— Task details —
Up to and including the line containing "use super::master::BuildMaster;", set down each line of the entries below exactly, starting from the first, and leave out the rest.
------ Supplied data
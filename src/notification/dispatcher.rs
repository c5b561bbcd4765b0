//! 通知分发器 - 过滤、记录谱系、渲染、投递
//!
//! 流程：编排器事件 → 过滤 → （谱系更新）→ 渲染 → 每个源码版本投递一次

use std::sync::Arc;

use tracing::{debug, info, warn};

use super::event::{BuildEvent, BuildStage};
use super::filter::should_notify;
use super::formatter::MessageFormatter;
use super::lineage::LineageTracker;
use super::master::BuildMaster;
use super::payload::RenderedMessage;
use super::policy::NotificationPolicy;
use super::webhook::{resolve_url, DeliveryOutcome, WebhookClient};

/// 跳过原因
#[derive(Debug, Clone, Copy, PartialEq, Eq)]
pub enum SkipReason {
    /// 策略决定不通知
    Filtered,
    /// 渲染结果为空
    EmptyMessage,
    /// dry-run 模式，只渲染不发送
    DryRun,
}

/// 一次分发的结果
#[derive(Debug, Clone, Default)]
pub struct DispatchReport {
    /// 跳过原因（None 表示已尝试投递）
    pub skipped: Option<SkipReason>,
    /// 渲染出的消息
    pub message: Option<RenderedMessage>,
    /// 每次投递的结果
    pub deliveries: Vec<DeliveryOutcome>,
}

impl DispatchReport {
    fn skipped(reason: SkipReason) -> Self {
        Self {
            skipped: Some(reason),
            ..Self::default()
        }
    }

    /// 是否决定发送（不论投递是否成功，dry-run 也算）
    pub fn notified(&self) -> bool {
        matches!(self.skipped, None | Some(SkipReason::DryRun))
    }

    /// 成功投递的次数
    pub fn delivered(&self) -> usize {
        self.deliveries.iter().filter(|d| d.is_delivered()).count()
    }
}

/// 通知分发器
pub struct NotificationDispatcher {
    policy: NotificationPolicy,
    formatter: MessageFormatter,
    client: WebhookClient,
    master: Arc<dyn BuildMaster>,
    lineage: LineageTracker,
    /// 是否为 dry-run 模式
    dry_run: bool,
}

impl NotificationDispatcher {
    /// 创建新的分发器
    pub fn new(policy: NotificationPolicy, client: WebhookClient, master: Arc<dyn BuildMaster>) -> Self {
        Self {
            policy,
            formatter: MessageFormatter::new(),
            client,
            master,
            lineage: LineageTracker::in_memory(),
            dry_run: false,
        }
    }

    /// 设置 dry-run 模式
    pub fn with_dry_run(mut self, dry_run: bool) -> Self {
        self.dry_run = dry_run;
        self
    }

    /// 替换格式化器（例如带 extra params 变换的）
    pub fn with_formatter(mut self, formatter: MessageFormatter) -> Self {
        self.formatter = formatter;
        self
    }

    /// 注入谱系状态
    pub fn with_lineage(mut self, lineage: LineageTracker) -> Self {
        self.lineage = lineage;
        self
    }

    pub fn policy(&self) -> &NotificationPolicy {
        &self.policy
    }

    pub fn lineage(&self) -> &LineageTracker {
        &self.lineage
    }

    /// 处理构建开始事件
    pub async fn build_started(&self, mut event: BuildEvent) -> DispatchReport {
        if !should_notify(&event, &self.policy, None) {
            debug!(builder = %event.builder, build_id = event.build_id, "Build start not reported");
            return DispatchReport::skipped(SkipReason::Filtered);
        }

        self.enrich(&mut event).await;
        self.send(event).await
    }

    /// 处理构建结束事件
    pub async fn build_finished(&self, mut event: BuildEvent) -> DispatchReport {
        let do_send = if self.policy.tracks_lineage() {
            // 同一 builder 的补全-读-判断-写按到达顺序串行，渲染和投递不持锁
            let _guard = self.lineage.lock(&event.builder).await;
            self.enrich(&mut event).await;
            if event.result.is_none() {
                warn!(
                    builder = %event.builder,
                    build_id = event.build_id,
                    "Finished build has no recognised result"
                );
            }
            let previous = self.lineage.swap(&event.builder, event.result);
            should_notify(&event, &self.policy, previous)
        } else {
            self.enrich(&mut event).await;
            should_notify(&event, &self.policy, None)
        };

        if !do_send {
            debug!(
                builder = %event.builder,
                build_id = event.build_id,
                result = event.result.map(|r| r.label()).unwrap_or(""),
                "Build finish not reported"
            );
            return DispatchReport::skipped(SkipReason::Filtered);
        }

        self.send(event).await
    }

    /// 补全源码版本；补全失败只记录日志
    async fn enrich(&self, event: &mut BuildEvent) {
        if let Err(e) = self.master.build_details(event).await {
            warn!(build_id = event.build_id, error = %e, "Failed to fetch build details");
        }
    }

    /// 渲染并投递
    async fn send(&self, mut event: BuildEvent) -> DispatchReport {
        if event.stage == BuildStage::Finished && !event.is_success() {
            match self.master.responsible_users(event.build_id).await {
                Ok(users) => event.responsible_users = users,
                Err(e) => warn!(
                    build_id = event.build_id,
                    error = %e,
                    "Failed to fetch responsible users"
                ),
            }
        }

        let message = self.formatter.render(&event, &self.policy);
        if message.is_empty() {
            debug!(build_id = event.build_id, "Rendered message is empty, nothing to send");
            return DispatchReport::skipped(SkipReason::EmptyMessage);
        }

        if self.policy.verbose {
            info!(payload = %message.to_json(), "Rendered build notification");
        } else {
            debug!(payload = %message.to_json(), "Rendered build notification");
        }

        if self.dry_run {
            info!(
                builder = %event.builder,
                build_id = event.build_id,
                revisions = event.sourcestamps.len(),
                "[DRY-RUN] Would post build notification"
            );
            return DispatchReport {
                skipped: Some(SkipReason::DryRun),
                message: Some(message),
                deliveries: Vec::new(),
            };
        }

        if event.sourcestamps.is_empty() {
            info!(build_id = event.build_id, "Build has no source stamps, nothing posted");
        }

        // 每个源码版本投递一次（payload 相同），互不影响
        let mut deliveries = Vec::new();
        for stamp in &event.sourcestamps {
            for endpoint in &self.policy.endpoints {
                let url = resolve_url(endpoint, stamp);
                deliveries.push(self.client.deliver(&message, &url, stamp).await);
            }
        }

        DispatchReport {
            skipped: None,
            message: Some(message),
            deliveries,
        }
    }
}

#[cfg(test)]
mod tests {
    use super::*;
    use std::time::Duration;

    use anyhow::Result;
    use async_trait::async_trait;

    use crate::notification::event::BuildResult;
    use crate::notification::lineage::{InMemoryLineageStore, LineageStore};
    use crate::notification::master::StaticBuildMaster;
    use crate::notification::webhook::WebhookConfig;

    fn dispatcher(policy: NotificationPolicy) -> NotificationDispatcher {
        let client = WebhookClient::new(WebhookConfig::default()).unwrap();
        NotificationDispatcher::new(policy, client, Arc::new(StaticBuildMaster::new())).with_dry_run(true)
    }

    fn finished(result: BuildResult) -> BuildEvent {
        BuildEvent::finished("runtests", 1, "http://ci/builds/1", result)
            .with_sourcestamp("git://example/app", Some("abc123"))
    }

    #[tokio::test]
    async fn test_started_filtered_when_disabled() {
        let d = dispatcher(NotificationPolicy::default().report_on_start(false));
        let report = d.build_started(BuildEvent::started("runtests", 1, "http://ci/1")).await;
        assert_eq!(report.skipped, Some(SkipReason::Filtered));
        assert!(report.message.is_none());
    }

    #[tokio::test]
    async fn test_dry_run_renders_without_sending() {
        let d = dispatcher(NotificationPolicy::new("http://127.0.0.1:9/hook"));
        let report = d.build_finished(finished(BuildResult::Failure)).await;
        assert_eq!(report.skipped, Some(SkipReason::DryRun));
        assert!(report.deliveries.is_empty());
        assert_eq!(report.message.unwrap().attachment_count(), 1);
    }

    #[tokio::test]
    async fn test_fixed_build_not_reported_still_updates_lineage() {
        let d = dispatcher(
            NotificationPolicy::default()
                .report_only_failures(true)
                .report_fixed_builds(true),
        );

        let report = d.build_finished(finished(BuildResult::Success)).await;
        assert!(!report.notified());
        assert_eq!(d.lineage().last_result("runtests"), Some(BuildResult::Success));
    }

    #[tokio::test]
    async fn test_lineage_untouched_without_fixed_builds() {
        let store = Arc::new(InMemoryLineageStore::new());
        let d = dispatcher(NotificationPolicy::default().report_only_failures(true))
            .with_lineage(LineageTracker::new(store.clone()));

        d.build_finished(finished(BuildResult::Failure)).await;
        assert!(store.is_empty());
    }

    #[tokio::test]
    async fn test_fix_after_failure_is_reported() {
        let store = Arc::new(InMemoryLineageStore::new());
        store.record("runtests", Some(BuildResult::Failure));
        let d = dispatcher(
            NotificationPolicy::default()
                .report_only_failures(true)
                .report_fixed_builds(true),
        )
        .with_lineage(LineageTracker::new(store.clone()));

        let report = d.build_finished(finished(BuildResult::Success)).await;
        assert!(report.notified());
        assert_eq!(store.last_result("runtests"), Some(BuildResult::Success));

        // 再次成功不算修复
        let report = d.build_finished(finished(BuildResult::Success)).await;
        assert_eq!(report.skipped, Some(SkipReason::Filtered));
    }

    #[tokio::test]
    async fn test_unknown_result_clears_failure_lineage() {
        let store = Arc::new(InMemoryLineageStore::new());
        let d = dispatcher(
            NotificationPolicy::default()
                .report_only_failures(true)
                .report_fixed_builds(true),
        )
        .with_lineage(LineageTracker::new(store.clone()));

        assert!(d.build_finished(finished(BuildResult::Failure)).await.notified());

        let mut unknown = finished(BuildResult::Success);
        unknown.result = None;
        d.build_finished(unknown).await;
        assert_eq!(store.last_result("runtests"), None);

        // 上一次没有结果，这次成功不算修复
        let report = d.build_finished(finished(BuildResult::Success)).await;
        assert_eq!(report.skipped, Some(SkipReason::Filtered));
        assert_eq!(store.last_result("runtests"), Some(BuildResult::Success));
    }

    /// build_details 对指定构建延迟返回的编排器
    struct SlowMaster {
        slow_build: i64,
    }

    #[async_trait]
    impl BuildMaster for SlowMaster {
        async fn build_details(&self, event: &mut BuildEvent) -> Result<()> {
            if event.build_id == self.slow_build {
                tokio::time::sleep(Duration::from_millis(100)).await;
            }
            Ok(())
        }

        async fn responsible_users(&self, _build_id: i64) -> Result<Vec<String>> {
            Ok(Vec::new())
        }
    }

    #[tokio::test]
    async fn test_slow_enrichment_keeps_builder_order() {
        let store = Arc::new(InMemoryLineageStore::new());
        let client = WebhookClient::new(WebhookConfig::default()).unwrap();
        let d = NotificationDispatcher::new(
            NotificationPolicy::default()
                .report_only_failures(true)
                .report_fixed_builds(true),
            client,
            Arc::new(SlowMaster { slow_build: 1 }),
        )
        .with_dry_run(true)
        .with_lineage(LineageTracker::new(store.clone()));

        let failed = BuildEvent::finished("runtests", 1, "http://ci/builds/1", BuildResult::Failure)
            .with_sourcestamp("git://example/app", Some("abc123"));
        let fixed = BuildEvent::finished("runtests", 2, "http://ci/builds/2", BuildResult::Success)
            .with_sourcestamp("git://example/app", Some("abc124"));

        let (first, second) = tokio::join!(d.build_finished(failed), d.build_finished(fixed));

        assert!(first.notified());
        assert!(second.notified());
        assert_eq!(store.last_result("runtests"), Some(BuildResult::Success));
    }

    #[tokio::test]
    async fn test_empty_message_is_not_sent() {
        let formatter = MessageFormatter::new().with_transform(|_, _| RenderedMessage::default());
        let d = dispatcher(NotificationPolicy::default()).with_formatter(formatter);
        let report = d.build_finished(finished(BuildResult::Failure)).await;
        assert_eq!(report.skipped, Some(SkipReason::EmptyMessage));
    }

    #[test]
    fn test_report_counters() {
        let report = DispatchReport {
            skipped: None,
            message: None,
            deliveries: vec![
                DeliveryOutcome {
                    url: "u".to_string(),
                    repository: "a".to_string(),
                    revision: None,
                    status: Some(200),
                    error: None,
                },
                DeliveryOutcome {
                    url: "u".to_string(),
                    repository: "b".to_string(),
                    revision: None,
                    status: Some(500),
                    error: Some("boom".to_string()),
                },
            ],
        };
        assert!(report.notified());
        assert_eq!(report.delivered(), 1);
    }
}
------------
— Completed exercise —
filename src/notification/dispatcher.rs
repository c5b561bbcd4765b0
//! 通知分发器 - 过滤、记录谱系、渲染、投递
//!
//! 流程：编排器事件 → 过滤 → （谱系更新）→ 渲染 → 每个源码版本投递一次

use std::sync::Arc;

use tracing::{debug, info, warn};

use super::event::{BuildEvent, BuildStage};
use super::filter::should_notify;
use super::formatter::MessageFormatter;
use super::lineage::LineageTracker;
use super::master::BuildMaster;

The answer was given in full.